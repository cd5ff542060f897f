//! Support for local filesystem input.

use async_trait::async_trait;
use lazy_static::lazy_static;
use regex::Regex;
use walkdir::WalkDir;

use super::CloudStorage;
use crate::{prelude::*, resolver::WorkItem};

/// Backend for input that already lives on the local filesystem.
///
/// URIs are either bare absolute paths or `file:///absolute/path`;
/// listed work items are always normalized to the `file://` form.
#[derive(Debug)]
pub struct FileStorage;

#[async_trait]
impl CloudStorage for FileStorage {
    #[instrument(skip_all, fields(uri = %uri), level = "trace")]
    async fn list(&self, uri: &str) -> Result<Vec<WorkItem>> {
        trace!("listing {}", uri);

        let root = parse_file_uri(uri)?.to_owned();
        // Directory walking is synchronous; a listing is short-lived
        // and happens once per job, before any workers start.
        let items = tokio::task::spawn_blocking(move || -> Result<Vec<WorkItem>> {
            let mut items = Vec::new();
            for entry in WalkDir::new(&root) {
                let entry = entry
                    .with_context(|| format!("error listing directory {}", root))?;
                if !entry.file_type().is_file() {
                    continue;
                }
                let metadata = entry.metadata().with_context(|| {
                    format!("could not stat {}", entry.path().display())
                })?;
                items.push(WorkItem {
                    uri: format!("file://{}", entry.path().display()),
                    size: metadata.len(),
                });
            }
            Ok(items)
        })
        .await
        .context("listing task panicked")??;

        Ok(items)
    }

    #[instrument(skip_all, fields(uri = %uri, local_path = %local_path.display()), level = "trace")]
    async fn download(&self, uri: &str, local_path: &Path) -> Result<()> {
        let source = parse_file_uri(uri)?;
        tokio::fs::copy(source, local_path).await.with_context(|| {
            format!("could not copy {} to {}", source, local_path.display())
        })?;
        Ok(())
    }
}

/// Does this URI name a local path?
pub fn is_file_uri(uri: &str) -> bool {
    parse_file_uri(uri).is_ok()
}

/// Parse a filesystem URI, returning the absolute path inside it.
fn parse_file_uri(uri: &str) -> Result<&str> {
    lazy_static! {
        static ref RE: Regex = Regex::new("^(?i)(?:file://)?(?P<path>/.*)$")
            .expect("couldn't parse built-in regex");
    }

    let caps = RE
        .captures(uri)
        .ok_or_else(|| format_err!("the URI {:?} is not a local path", uri))?;
    Ok(caps.name("path").expect("missing hard-coded capture???").as_str())
}

#[cfg(test)]
mod tests {
    use std::fs;

    use super::*;

    #[test]
    fn uri_parsing() {
        assert_eq!(parse_file_uri("/data/in.csv").unwrap(), "/data/in.csv");
        assert_eq!(
            parse_file_uri("file:///data/in.csv").unwrap(),
            "/data/in.csv"
        );
        assert!(parse_file_uri("s3://bucket/key").is_err());
        assert!(parse_file_uri("relative/path").is_err());
    }

    #[tokio::test]
    async fn lists_files_recursively_with_sizes() {
        let dir = tempfile::tempdir().unwrap();
        fs::write(dir.path().join("a.txt"), "alpha\n").unwrap();
        fs::create_dir(dir.path().join("sub")).unwrap();
        fs::write(dir.path().join("sub/b.txt"), "beta-long\n").unwrap();

        let uri = format!("file://{}", dir.path().display());
        let mut items = FileStorage.list(&uri).await.unwrap();
        items.sort_by(|a, b| a.uri.cmp(&b.uri));

        assert_eq!(items.len(), 2);
        assert_eq!(
            items[0].uri,
            format!("file://{}/a.txt", dir.path().display())
        );
        assert_eq!(items[0].size, 6);
        assert_eq!(
            items[1].uri,
            format!("file://{}/sub/b.txt", dir.path().display())
        );
        assert_eq!(items[1].size, 10);
    }

    #[tokio::test]
    async fn listing_a_single_file_yields_itself() {
        let dir = tempfile::tempdir().unwrap();
        let path = dir.path().join("only.txt");
        fs::write(&path, "x\n").unwrap();

        let items = FileStorage
            .list(&format!("file://{}", path.display()))
            .await
            .unwrap();
        assert_eq!(items.len(), 1);
        assert_eq!(items[0].uri, format!("file://{}", path.display()));
        assert_eq!(items[0].size, 2);
    }

    #[tokio::test]
    async fn downloads_by_copying() {
        let dir = tempfile::tempdir().unwrap();
        let src = dir.path().join("src.txt");
        let dst = dir.path().join("dst.txt");
        fs::write(&src, "payload").unwrap();

        FileStorage
            .download(&format!("file://{}", src.display()), &dst)
            .await
            .unwrap();
        assert_eq!(fs::read_to_string(&dst).unwrap(), "payload");
    }
}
——
## What you are asked to do:
Locate the word "absolute" in the records above, and return each line that has it.

## Final answer:
/// URIs are either bare absolute paths or `file:///absolute/path`;
/// Parse a filesystem URI, returning the absolute path inside it.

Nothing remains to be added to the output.